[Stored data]

● ● ● ● ●

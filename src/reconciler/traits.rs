//! Reconciler Seams
//!
//! Abstract interfaces the reconciler drives. The browser build plugs in
//! fetch, Leptos signals and `window.confirm`; tests plug in fakes.
//! Everything runs on the single WASM thread, hence `?Send`.

use async_trait::async_trait;

use crate::error::StoreError;
use crate::form::TaskForm;
use crate::frame::Frame;
use crate::models::{Task, TaskPayload, Toast};

/// Remote task collection. Stateless per call, no retries.
#[async_trait(?Send)]
pub trait TaskStore {
    async fn list(&self) -> Result<Vec<Task>, StoreError>;

    async fn create(&self, payload: &TaskPayload) -> Result<(), StoreError>;

    async fn update(&self, id: u32, payload: &TaskPayload) -> Result<(), StoreError>;

    async fn delete(&self, id: u32) -> Result<(), StoreError>;
}

/// Display side of a render cycle
pub trait Presenter {
    /// Show the loading placeholder and clear the displayed cards
    fn show_loading(&self);

    /// Hide the loading placeholder, leaving the list cleared
    fn show_failed(&self);

    /// Replace the displayed cards, counts and layout
    fn show_frame(&self, frame: &Frame);

    fn notify(&self, toast: Toast);

    fn open_form(&self, form: TaskForm);

    fn close_form(&self);
}

/// Asks the user to confirm a destructive action
#[async_trait(?Send)]
pub trait Confirm {
    async fn confirm(&self, message: &str) -> bool;
}
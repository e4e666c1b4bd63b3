//! Task Form Modal Component
//!
//! Shared create/edit form. Closes on ×, Cancel, backdrop click and Escape
//! (the Escape listener lives in `App`).

use leptos::prelude::*;

use crate::context::AppContext;
use crate::form::TaskForm;
use crate::store::UiStateStoreFields;

/// Renders the dialog while a form is open
#[component]
pub fn TaskFormModal() -> impl IntoView {
    let ctx = use_context::<AppContext>().expect("AppContext should be provided");
    let ui = ctx.ui;

    move || ui.form().get().map(|form| view! { <TaskFormDialog form=form /> })
}

#[component]
fn TaskFormDialog(form: TaskForm) -> impl IntoView {
    let ctx = use_context::<AppContext>().expect("AppContext should be provided");

    let id = form.id;
    let heading = form.heading();
    let submit_label = form.submit_label();
    let (title, set_title) = signal(form.title);
    let (desc, set_desc) = signal(form.desc);
    let (is_complete, set_is_complete) = signal(form.is_complete);

    let on_submit = move |ev: web_sys::SubmitEvent| {
        ev.prevent_default();
        ctx.submit(TaskForm {
            id,
            title: title.get_untracked(),
            desc: desc.get_untracked(),
            is_complete: is_complete.get_untracked(),
        });
    };

    let on_backdrop = move |ev: web_sys::MouseEvent| {
        if ev.target() == ev.current_target() {
            ctx.close_form();
        }
    };

    view! {
        <div id="modal-backdrop" class="modal-backdrop visible" aria-hidden="false" on:click=on_backdrop>
            <div class="modal" role="dialog" aria-modal="true">
                <header class="modal-header">
                    <h2 id="modal-title">{heading}</h2>
                    <button id="modal-close" type="button" aria-label="Close" on:click=move |_| ctx.close_form()>
                        "×"
                    </button>
                </header>

                <form id="todo-form" on:submit=on_submit>
                    <label for="title">"Title"</label>
                    <input
                        id="title"
                        type="text"
                        autofocus=true
                        prop:value=title
                        on:input=move |ev| set_title.set(event_target_value(&ev))
                    />

                    <label for="desc">"Description"</label>
                    <textarea
                        id="desc"
                        prop:value=desc
                        on:input=move |ev| set_desc.set(event_target_value(&ev))
                    ></textarea>

                    <label class="checkbox-row">
                        <input
                            id="isComplete"
                            type="checkbox"
                            prop:checked=is_complete
                            on:change=move |ev| set_is_complete.set(event_target_checked(&ev))
                        />
                        "Mark as completed"
                    </label>

                    <div class="modal-actions">
                        <button id="cancel-btn" type="button" on:click=move |_| ctx.close_form()>"Cancel"</button>
                        <button id="submit-btn" type="submit" class="btn-primary">
                            <span class="btn-text">{submit_label}</span>
                        </button>
                    </div>
                </form>
            </div>
        </div>
    }
}
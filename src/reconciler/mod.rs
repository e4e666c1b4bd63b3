//! Reconciler
//!
//! Owns the view-model cache and runs render cycles:
//! fetch → replace cache → filter → frame → presenter.
//! Card interaction enters through [`Reconciler::dispatch`], keyed by task id
//! and action tag, so nothing is rebound per cycle.

mod traits;

pub use traits::{Confirm, Presenter, TaskStore};

use std::cell::{Cell, RefCell};

use tracing::{debug, info, warn};

use crate::error::SubmitError;
use crate::form::TaskForm;
use crate::models::{Counts, FilterMode, ItemAction, Task, Toast, ViewMode};
#[cfg(test)]
use crate::models::Selection;
use crate::view_model::ViewModel;

pub const DELETE_PROMPT: &str = "Delete this task?";
const GENERIC_FAILURE: &str = "Something went wrong";

/// Render cycle state
#[derive(Debug, Clone, Copy, PartialEq, Eq, Default)]
pub enum Phase {
    #[default]
    Idle,
    Loading,
    Rendered,
    Failed,
}

/// How a render cycle ended
#[derive(Debug, Clone, Copy, PartialEq, Eq)]
pub enum RenderOutcome {
    /// Frame shown with this many cards
    Rendered(usize),
    Failed,
    /// A newer cycle was requested before this one's fetch returned
    Superseded,
}

pub struct Reconciler<S, P, C> {
    store: S,
    presenter: P,
    confirm: C,
    view_model: RefCell<ViewModel>,
    phase: Cell<Phase>,
    /// Number of the most recently requested cycle
    latest_cycle: Cell<u64>,
}

impl<S, P, C> Reconciler<S, P, C>
where
    S: TaskStore,
    P: Presenter,
    C: Confirm,
{
    pub fn new(store: S, presenter: P, confirm: C) -> Self {
        Self {
            store,
            presenter,
            confirm,
            view_model: RefCell::new(ViewModel::new()),
            phase: Cell::new(Phase::Idle),
            latest_cycle: Cell::new(0),
        }
    }

    pub fn phase(&self) -> Phase {
        self.phase.get()
    }

    #[cfg(test)]
    pub fn selection(&self) -> Selection {
        self.view_model.borrow().selection().clone()
    }

    pub fn counts(&self) -> Counts {
        self.view_model.borrow().counts()
    }

    pub fn task(&self, id: u32) -> Option<Task> {
        self.view_model.borrow().find(id).cloned()
    }

    /// Run one render cycle. Only the most recently requested cycle may
    /// apply its fetch result.
    pub async fn render(&self) -> RenderOutcome {
        let cycle = self.latest_cycle.get() + 1;
        self.latest_cycle.set(cycle);
        debug!("render cycle {} started", cycle);

        self.phase.set(Phase::Loading);
        self.presenter.show_loading();

        let fetched = self.store.list().await;

        if cycle != self.latest_cycle.get() {
            debug!("render cycle {} superseded by {}", cycle, self.latest_cycle.get());
            return RenderOutcome::Superseded;
        }

        let tasks = match fetched {
            Ok(tasks) => tasks,
            Err(e) => {
                warn!("render cycle {} failed: {}", cycle, e);
                self.phase.set(Phase::Failed);
                self.presenter.show_failed();
                self.presenter.notify(Toast::error("Could not load tasks"));
                return RenderOutcome::Failed;
            }
        };

        let frame = {
            let mut vm = self.view_model.borrow_mut();
            vm.replace_tasks(tasks);
            vm.frame()
        };

        self.phase.set(Phase::Rendered);
        self.presenter.show_frame(&frame);
        debug!("render cycle {} showed {} of {} tasks", cycle, frame.items.len(), frame.counts.all);
        RenderOutcome::Rendered(frame.items.len())
    }

    pub async fn set_filter(&self, filter: FilterMode) -> RenderOutcome {
        self.view_model.borrow_mut().set_filter(filter);
        self.render().await
    }

    pub async fn set_search(&self, search: impl Into<String>) -> RenderOutcome {
        self.view_model.borrow_mut().set_search(search);
        self.render().await
    }

    pub async fn set_view_mode(&self, view: ViewMode) -> RenderOutcome {
        self.view_model.borrow_mut().set_view_mode(view);
        self.render().await
    }

    /// Single entry point for card actions
    pub async fn dispatch(&self, id: u32, action: ItemAction) {
        match action {
            ItemAction::Toggle => self.toggle_complete(id).await,
            ItemAction::Edit => self.edit(id),
            ItemAction::Delete => self.delete(id).await,
        }
    }

    pub async fn toggle_complete(&self, id: u32) {
        // The cache may be stale relative to a rapid double click
        let Some(task) = self.task(id) else {
            debug!("toggle ignored, task {} not in cache", id);
            return;
        };

        match self.store.update(id, &task.toggled_payload()).await {
            Ok(()) => {
                let message = if task.is_complete { "Task uncompleted" } else { "Task completed" };
                self.presenter.notify(Toast::success(message));
                self.render().await;
            }
            Err(e) => {
                warn!("toggle of task {} failed: {}", id, e);
                self.presenter.notify(Toast::error("Update failed"));
            }
        }
    }

    pub fn edit(&self, id: u32) {
        if let Some(task) = self.task(id) {
            self.presenter.open_form(TaskForm::edit(&task));
        }
    }

    pub async fn delete(&self, id: u32) {
        if !self.confirm.confirm(DELETE_PROMPT).await {
            return;
        }

        match self.store.delete(id).await {
            Ok(()) => {
                info!("deleted task {}", id);
                self.presenter.notify(Toast::warning("Task deleted"));
                self.render().await;
            }
            Err(e) => {
                warn!("delete of task {} failed: {}", id, e);
                self.presenter.notify(Toast::error("Delete failed"));
            }
        }
    }

    pub fn open_create(&self) {
        self.presenter.open_form(TaskForm::blank());
    }

    pub fn close_form(&self) {
        self.presenter.close_form();
    }

    /// Validate and send the create/edit form. On failure the form stays open.
    pub async fn submit(&self, form: TaskForm) -> Result<(), SubmitError> {
        let payload = match form.validate() {
            Ok(payload) => payload,
            Err(e) => {
                self.presenter.notify(Toast::error(e.to_string()));
                return Err(e.into());
            }
        };

        let (result, done) = match form.id {
            Some(id) => (self.store.update(id, &payload).await, "Task updated"),
            None => (self.store.create(&payload).await, "Task created"),
        };

        if let Err(e) = result {
            warn!("form submission failed: {}", e);
            let message = e.to_string();
            let message = if message.is_empty() { GENERIC_FAILURE.to_string() } else { message };
            self.presenter.notify(Toast::error(message));
            return Err(e.into());
        }

        self.presenter.close_form();
        self.presenter.notify(Toast::success(done));
        self.render().await;
        Ok(())
    }
}
//! Toast Stack Component

use leptos::prelude::*;

use crate::store::{use_ui_store, UiStateStoreFields};

#[component]
pub fn ToastStack() -> impl IntoView {
    let ui = use_ui_store();

    view! {
        <div id="toast-container" class="toast-container" aria-live="polite">
            <For
                each=move || ui.toasts().get()
                key=|entry| entry.id
                children=|entry| {
                    view! {
                        <div class=format!("toast {}", entry.toast.kind.as_str())>{entry.toast.message}</div>
                    }
                }
            />
        </div>
    }
}
//! Fetch Transport
//!
//! Thin wrapper over `window.fetch` returning status and body text.

use wasm_bindgen::{JsCast, JsValue};
use wasm_bindgen_futures::JsFuture;
use web_sys::{Headers, Request, RequestInit, Response};

/// Status and body of a completed request
#[derive(Debug)]
pub(crate) struct HttpResponse {
    pub status: u16,
    pub ok: bool,
    pub body: String,
}

/// Send a request with an optional JSON body.
/// `Err` means the request never produced a response.
pub(crate) async fn send(method: &str, url: &str, json_body: Option<String>) -> Result<HttpResponse, String> {
    let opts = RequestInit::new();
    opts.set_method(method);
    if let Some(json) = json_body {
        let headers = Headers::new().map_err(js_error)?;
        headers.set("Content-Type", "application/json").map_err(js_error)?;
        opts.set_headers(&headers);
        opts.set_body(&JsValue::from_str(&json));
    }

    let request = Request::new_with_str_and_init(url, &opts).map_err(js_error)?;
    let window = web_sys::window().ok_or("no window available")?;
    let value = JsFuture::from(window.fetch_with_request(&request))
        .await
        .map_err(js_error)?;
    let response: Response = value.dyn_into().map_err(js_error)?;

    // An unreadable body is treated as empty; the status still decides
    let body = match response.text() {
        Ok(promise) => JsFuture::from(promise)
            .await
            .ok()
            .and_then(|text| text.as_string())
            .unwrap_or_default(),
        Err(_) => String::new(),
    };

    Ok(HttpResponse {
        status: response.status(),
        ok: response.ok(),
        body,
    })
}

fn js_error(e: JsValue) -> String {
    e.as_string().unwrap_or_else(|| format!("{:?}", e))
}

● ● ● ● ●

ACTION ITEM -
Reproduce only this range: the first line of the data above through the line with "async fn list(&self)", both included, exactly as written.

ANSWER BOX -
filename src/reconciler/traits.rs
//! Reconciler Seams
//!
//! Abstract interfaces the reconciler drives. The browser build plugs in
//! fetch, Leptos signals and `window.confirm`; tests plug in fakes.
//! Everything runs on the single WASM thread, hence `?Send`.

use async_trait::async_trait;

use crate::error::StoreError;
use crate::form::TaskForm;
use crate::frame::Frame;
use crate::models::{Task, TaskPayload, Toast};

/// Remote task collection. Stateless per call, no retries.
#[async_trait(?Send)]
pub trait TaskStore {
    async fn list(&self) -> Result<Vec<Task>, StoreError>;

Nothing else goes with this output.